Una sera, usciti dal ristorante, camminammo immersi in una Parigi che mostrava tutta la forza del progresso.
La magia dell’elettricità che illuminava il buio, e di cui noi avremmo visto la vera luce, ci sembrava una metafora di quello che provavamo. Eravamo nel posto giusto, circondati da mille pensieri, mille nuovi argomenti e sempre tante idee. Quel posto, per quanto faticassi ad ammetterlo, per me era accanto a Pierre.
Rientrata a casa, non riuscii a chiudere occhio. Fuori c’era la primavera piovosa di Parigi e l’odore metalli co delle strade bagnate. Camminavo intorno al letto, scontrando lo spigolo più volte. Lui era un uomo, e io lo desideravo e lo temevo allo stesso tempo.

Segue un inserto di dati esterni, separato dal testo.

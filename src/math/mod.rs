pub mod aggregate;
pub mod bias;


pub use aggregate::*;
pub use bias::*;

use crate::lazy::{Block, Reduction};
use ndarray::{Array3, Axis, Zip};
use num_traits::Float;

/// Mean of the non-NaN values; NaN when there are none
pub fn nan_mean<T: Float>(values: impl IntoIterator<Item = T>) -> T {
    let (sum, count) = values
        .into_iter()
        .filter(|v| !v.is_nan())
        .fold((T::zero(), 0usize), |(sum, count), v| (sum + v, count + 1));
    if count == 0 {
        T::nan()
    } else {
        sum / T::from(count).unwrap_or_else(T::one)
    }
}

/// Sum of the non-NaN values; NaN when there are none
pub fn nan_sum<T: Float>(values: impl IntoIterator<Item = T>) -> T {
    values
        .into_iter()
        .filter(|v| !v.is_nan())
        .fold(None, |acc: Option<T>, v| Some(acc.map_or(v, |sum| sum + v)))
        .unwrap_or_else(T::nan)
}

/// Elementwise NaN-skipping mean over equally shaped blocks
pub(crate) fn nan_mean_blocks(blocks: &[Block], shape: [usize; 3]) -> Block {
    let mut sum = Array3::<f64>::zeros(shape);
    let mut count = Array3::<u32>::zeros(shape);

    for block in blocks {
        Zip::from(&mut sum)
            .and(&mut count)
            .and(block)
            .for_each(|s, c, &value| {
                if !value.is_nan() {
                    *s += value as f64;
                    *c += 1;
                }
            });
    }

    let mut mean = Array3::<f32>::zeros(shape);
    Zip::from(&mut mean)
        .and(&sum)
        .and(&count)
        .par_for_each(|m, &s, &c| {
            *m = if c == 0 { f32::NAN } else { (s / c as f64) as f32 };
        });
    mean
}

/// Collapse the time axis of a block into one step
pub(crate) fn reduce_time_axis(block: &Block, reduction: Reduction) -> Block {
    let reduced = block.map_axis(Axis(0), |lane| {
        let values = lane.iter().map(|&v| v as f64);
        let value = match reduction {
            Reduction::Mean => nan_mean(values),
            Reduction::Sum => nan_sum(values),
        };
        value as f32
    });
    reduced.insert_axis(Axis(0))
}
//! Spatial subsetting of unified and reference datasets.
//!
//! Regular grids are cut to the index window whose coordinates fall in the
//! box, so the result keeps coordinate semantics. Irregular grids keep their
//! full (y, x) extent; cells outside the box are set to NaN through a mask
//! that is computed eagerly from `lat2d`/`lon2d` and shared by every chunk.

use crate::dataset::DatasetLike;
use crate::error::Result;
use crate::grid::{check_grid_alignment, GridCoords, SpatialBounds};
use ndarray::{Array1, Array2, Zip};
use std::ops::Range;
use std::sync::Arc;

/// Restrict a dataset to `bounds`
///
/// # Arguments
/// * `dataset` - Dataset to subset; left untouched
/// * `bounds` - Inclusive geographic box
///
/// # Returns
/// * `Result<D>` - Lazily subset dataset of the same kind
pub fn subset<D: DatasetLike>(dataset: &D, bounds: &SpatialBounds) -> Result<D> {
    let inner = dataset.dataset();
    let subset = match inner.grid().coords() {
        GridCoords::Regular { lat, lon } => {
            let rows = index_window(lat, bounds.lat_min, bounds.lat_max);
            let cols = index_window(lon, bounds.lon_min, bounds.lon_max);
            if rows.is_empty() || cols.is_empty() {
                log::warn!("no grid cell of '{}' lies within {}", inner.variable(), bounds);
            }
            log::debug!("regular subset rows {:?} cols {:?} for {}", rows, cols, bounds);

            let grid = inner.grid().slice_regular(rows.clone(), cols.clone())?;
            let data = inner
                .data()
                .map_space(rows.len(), cols.len(), |task| task.window(rows.clone(), cols.clone()));
            inner.with_space(grid, data)
        }
        GridCoords::Irregular { lat2d, lon2d } => {
            let keep = region_mask(lat2d, lon2d, bounds);
            let kept = keep.iter().filter(|&&k| k).count();
            if kept == 0 {
                log::warn!("no grid cell of '{}' lies within {}", inner.variable(), bounds);
            }
            log::debug!("irregular subset keeps {} of {} cells for {}", kept, keep.len(), bounds);

            let (ny, nx) = inner.grid().shape();
            let keep = Arc::new(keep);
            let data = inner.data().map_space(ny, nx, |task| task.mask(keep.clone()));
            inner.with_space(inner.grid().clone(), data)
        }
    };
    Ok(D::from_dataset(subset))
}

/// Restrict a dataset to the geographic extent of another grid
///
/// Mirrors cutting a model domain down to an observation domain before
/// comparing them.
pub fn subset_to_extent<D: DatasetLike, R: DatasetLike>(dataset: &D, reference: &R) -> Result<D> {
    let overlap = check_grid_alignment(dataset.grid(), reference.grid())?;
    if !overlap.overlaps() {
        log::warn!(
            "grids do not overlap (latitude: {}, longitude: {})",
            overlap.lat_overlap,
            overlap.lon_overlap
        );
    }
    let bounds = SpatialBounds::of(reference.grid())?;
    log::info!("subsetting to reference extent {}", bounds);
    subset(dataset, &bounds)
}

/// Concrete keep-mask over (y, x); NaN positions are never kept
pub fn region_mask(lat2d: &Array2<f64>, lon2d: &Array2<f64>, bounds: &SpatialBounds) -> Array2<bool> {
    let mut keep = Array2::from_elem(lat2d.raw_dim(), false);
    Zip::from(&mut keep)
        .and(lat2d)
        .and(lon2d)
        .for_each(|k, &lat, &lon| *k = bounds.contains(lat, lon));
    keep
}

/// Contiguous index range of a monotonic coordinate within `[min, max]`
fn index_window(coordinate: &Array1<f64>, min: f64, max: f64) -> Range<usize> {
    let inside: Vec<usize> = coordinate
        .iter()
        .enumerate()
        .filter(|(_, &v)| v >= min && v <= max)
        .map(|(i, _)| i)
        .collect();
    match (inside.first(), inside.last()) {
        (Some(&first), Some(&last)) => first..last + 1,
        _ => 0..0,
    }
}

#[cfg(test)]
mod tests {
    use super::*;
    use crate::dataset::{ReferenceDataset, UnifiedDataset};
    use crate::grid::GridDescriptor;
    use crate::member::MemberId;
    use chrono::{TimeZone, Utc};
    use ndarray::{arr1, Array3, Array4};

    #[test]
    fn test_index_window_ascending_and_descending() {
        assert_eq!(index_window(&arr1(&[1.0, 2.0, 3.0, 4.0]), 1.5, 3.0), 1..3);
        assert_eq!(index_window(&arr1(&[4.0, 3.0, 2.0, 1.0]), 1.5, 3.0), 1..3);
        assert_eq!(index_window(&arr1(&[1.0, 2.0]), 5.0, 6.0), 0..0);
    }

    #[test]
    fn test_regular_subset_cuts_grid_and_data() {
        let grid = GridDescriptor::regular(arr1(&[45.0, 46.0, 47.0]), arr1(&[9.0, 10.0, 11.0, 12.0])).unwrap();
        let values = Array4::from_shape_fn((1, 2, 3, 4), |(_, m, j, i)| (m * 100 + j * 10 + i) as f32);
        let dataset = UnifiedDataset::from_array(
            "pr",
            vec![Utc.with_ymd_and_hms(2016, 1, 1, 0, 0, 0).unwrap()],
            vec![MemberId::new("00").unwrap(), MemberId::new("01").unwrap()],
            grid,
            values,
        )
        .unwrap();

        let bounds = SpatialBounds::new(45.5, 47.0, 10.0, 11.0).unwrap();
        let cut = subset(&dataset, &bounds).unwrap();
        assert_eq!(cut.shape(), [1, 2, 2, 2]);
        let computed = cut.compute().unwrap();
        assert_eq!(computed.values()[[0, 1, 0, 0]], 111.0);
        assert_eq!(computed.values()[[0, 0, 1, 1]], 22.0);
        assert_eq!(dataset.shape(), [1, 2, 3, 4]);
    }

    #[test]
    fn test_irregular_subset_masks_without_shrinking() {
        let lat2d = Array2::from_shape_fn((2, 2), |(j, i)| 46.0 + j as f64 + 0.1 * i as f64);
        let lon2d = Array2::from_shape_fn((2, 2), |(j, i)| 10.0 + i as f64 + 0.1 * j as f64);
        let grid = GridDescriptor::irregular(lat2d, lon2d).unwrap();
        let reference = ReferenceDataset::from_array(
            "RR",
            vec![Utc.with_ymd_and_hms(2016, 1, 1, 0, 0, 0).unwrap()],
            grid,
            Array3::from_elem((1, 2, 2), 1.0),
        )
        .unwrap();

        let bounds = SpatialBounds::new(45.0, 46.5, 9.0, 10.5).unwrap();
        let cut = subset(&reference, &bounds).unwrap();
        let values = cut.compute().unwrap().into_values();
        assert_eq!(values.shape(), &[1, 2, 2]);
        assert_eq!(values[[0, 0, 0]], 1.0);
        assert!(values[[0, 0, 1]].is_nan());
        assert!(values[[0, 1, 0]].is_nan());
        assert!(values[[0, 1, 1]].is_nan());
    }

    #[test]
    fn test_mask_ignores_nan_coordinates() {
        let lat2d = Array2::from_shape_vec((1, 2), vec![f64::NAN, 46.0]).unwrap();
        let lon2d = Array2::from_shape_vec((1, 2), vec![10.0, 10.0]).unwrap();
        let bounds = SpatialBounds::new(45.0, 47.0, 9.0, 11.0).unwrap();
        let keep = region_mask(&lat2d, &lon2d, &bounds);
        assert_eq!(keep.iter().copied().collect::<Vec<_>>(), vec![false, true]);
    }
}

Avevo giurato che mai più avrei permesso a qualcuno di impadronirsi di me. L’umiliazione che avevo provato molti anni prima, quando Kazimierz aveva detto alla sua famiglia che mi avrebbe sposata, bruciava ancora sotto la pelle.
‘L’istitutrice? Vorresti sposare una donna di così umili origini?’ aveva risposto suo padre.
Una manciata di parole ingiuste che cambiarono la mia vita e anche me. Kazimierz aveva obbedito al volere dei suoi genitori e senza spiegazioni, impaurito come un cucciolo, si era allontanato dopo mesi di promesse e verità nascoste. Mi ero sentita oppressa come i piedi che devono sopportare scarpe troppo strette e stupida come chi non capisce, come chi non vede. Quel giorno avevo promesso al mio mondo che per l’amore non avrei più trovato spazio.
Poi, arrivò Pierre e con lui la luce del giorno che si mostra nel cielo. Ma io non potevo cedere, io dovevo solo tornare a lavorare e mantenere la mia parola”.